→ **Problem statement**
Scan the data below and state how many of its lines contain the word "PriceDesc", giving only the figure.

[Dataset records]
★ ★ ★ ★ ★

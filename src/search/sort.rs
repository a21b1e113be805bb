use crate::models::Property;
use crate::search::filter::location_haystack;
use crate::search::types::{SearchFilters, SortKey};
use std::cmp::{Ordering, Reverse};

const LOCATION_SCORE: u32 = 10;
const TYPE_SCORE: u32 = 5;

/// Order listings by `key`. The sort is stable, so listings with equal keys
/// keep their input order and pages do not shuffle between renders.
///
/// `criteria` is only consulted for [`SortKey::Relevance`].
pub fn sort_properties(
    mut properties: Vec<Property>,
    key: SortKey,
    criteria: &SearchFilters,
) -> Vec<Property> {
    match key {
        SortKey::DateDesc => properties.sort_by_key(|p| Reverse(p.date_added)),
        SortKey::DateAsc => properties.sort_by_key(|p| p.date_added),
        SortKey::PriceAsc => properties.sort_by_key(|p| p.price),
        SortKey::PriceDesc => properties.sort_by_key(|p| Reverse(p.price)),
        SortKey::SizeAsc => properties.sort_by_key(|p| p.size()),
        SortKey::SizeDesc => properties.sort_by_key(|p| Reverse(p.size())),
        SortKey::Relevance => {
            properties.sort_by(|a, b| compare_relevance(a, b, criteria));
        }
    }
    properties
}

/// Score from location and type matches. Price proximity is settled
/// pairwise in [`compare_relevance`].
pub fn relevance_score(property: &Property, criteria: &SearchFilters) -> u32 {
    let mut score = 0;

    if let Some(location) = criteria.location_text() {
        if location_haystack(property)
            .to_lowercase()
            .contains(&location.to_lowercase())
        {
            score += LOCATION_SCORE;
        }
    }

    if criteria.property_types.contains(&property.property_type) {
        score += TYPE_SCORE;
    }

    score
}

fn midpoint_distance(property: &Property, criteria: &SearchFilters) -> Option<u64> {
    criteria
        .price_midpoint()
        .map(|midpoint| property.price.abs_diff(midpoint))
}

/// Higher score first. The listing closer to the price midpoint earns +3,
/// which can only break ties since scores otherwise move in steps of 5.
fn compare_relevance(a: &Property, b: &Property, criteria: &SearchFilters) -> Ordering {
    let by_score = relevance_score(b, criteria).cmp(&relevance_score(a, criteria));
    if by_score != Ordering::Equal {
        return by_score;
    }

    match (midpoint_distance(a, criteria), midpoint_distance(b, criteria)) {
        (Some(da), Some(db)) => da.cmp(&db),
        _ => Ordering::Equal,
    }
}

#[cfg(test)]
mod tests {
    use super::*;
    use crate::data::sample_properties;
    use crate::models::PropertyType;
    use std::collections::BTreeSet;

    fn ids(properties: &[Property]) -> Vec<&str> {
        properties.iter().map(|p| p.id.as_str()).collect()
    }

    fn worked_example() -> Vec<Property> {
        sample_properties().into_iter().take(3).collect()
    }

    #[test]
    fn price_ascending() {
        let sorted = sort_properties(worked_example(), SortKey::PriceAsc, &SearchFilters::default());
        assert_eq!(ids(&sorted), vec!["prop-002", "prop-003", "prop-001"]);
    }

    #[test]
    fn price_descending() {
        let sorted = sort_properties(worked_example(), SortKey::PriceDesc, &SearchFilters::default());
        assert_eq!(ids(&sorted), vec!["prop-001", "prop-003", "prop-002"]);
    }

    #[test]
    fn newest_first_by_default() {
        let sorted = sort_properties(sample_properties(), SortKey::default(), &SearchFilters::default());
        assert_eq!(sorted[0].id, "prop-002");
        assert_eq!(sorted.last().unwrap().id, "prop-007");

        let oldest = sort_properties(sample_properties(), SortKey::DateAsc, &SearchFilters::default());
        assert_eq!(oldest[0].id, "prop-007");
    }

    #[test]
    fn size_treats_missing_as_zero() {
        let sorted = sort_properties(sample_properties(), SortKey::SizeAsc, &SearchFilters::default());
        assert_eq!(sorted[0].id, "prop-005");

        let sorted = sort_properties(sample_properties(), SortKey::SizeDesc, &SearchFilters::default());
        assert_eq!(sorted[0].id, "prop-008");
        assert_eq!(sorted.last().unwrap().id, "prop-005");
    }

    #[test]
    fn equal_keys_keep_input_order() {
        let mut properties = sample_properties();
        for p in &mut properties {
            p.price = 1_000_000;
        }
        let input = ids(&properties).into_iter().map(String::from).collect::<Vec<_>>();

        let sorted = sort_properties(properties.clone(), SortKey::PriceAsc, &SearchFilters::default());
        assert_eq!(ids(&sorted), input);

        let sorted = sort_properties(properties.clone(), SortKey::PriceDesc, &SearchFilters::default());
        assert_eq!(ids(&sorted), input);

        let mut reversed = properties;
        reversed.reverse();
        let sorted = sort_properties(reversed.clone(), SortKey::Relevance, &SearchFilters::default());
        assert_eq!(sorted, reversed);
    }

    #[test]
    fn relevance_prefers_location_then_type() {
        let criteria = SearchFilters {
            location: Some("Johannesburg".to_string()),
            property_types: BTreeSet::from([PropertyType::Townhouse, PropertyType::House]),
            ..Default::default()
        };
        assert_eq!(relevance_score(&sample_properties()[0], &criteria), 15);

        let sorted = sort_properties(worked_example(), SortKey::Relevance, &criteria);
        // Sandton house 15, Pretoria townhouse 5, Cape Town apartment 0
        assert_eq!(ids(&sorted), vec!["prop-001", "prop-003", "prop-002"]);
    }

    #[test]
    fn relevance_breaks_ties_by_price_midpoint() {
        let criteria = SearchFilters {
            min_price: Some(1_000_000),
            max_price: Some(3_000_000),
            ..Default::default()
        };
        // midpoint 2,000,000: townhouse (250k away) beats house (850k away)
        let sorted = sort_properties(worked_example(), SortKey::Relevance, &criteria);
        assert_eq!(ids(&sorted), vec!["prop-003", "prop-001", "prop-002"]);
    }

    #[test]
    fn price_proximity_never_beats_a_type_match() {
        let criteria = SearchFilters {
            property_types: BTreeSet::from([PropertyType::Apartment]),
            min_price: Some(1_000_000),
            max_price: Some(3_000_000),
            ..Default::default()
        };
        let sorted = sort_properties(worked_example(), SortKey::Relevance, &criteria);
        assert_eq!(sorted[0].id, "prop-002");
    }
}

★ ★ ★ ★ ★

→ **Exercise result**
3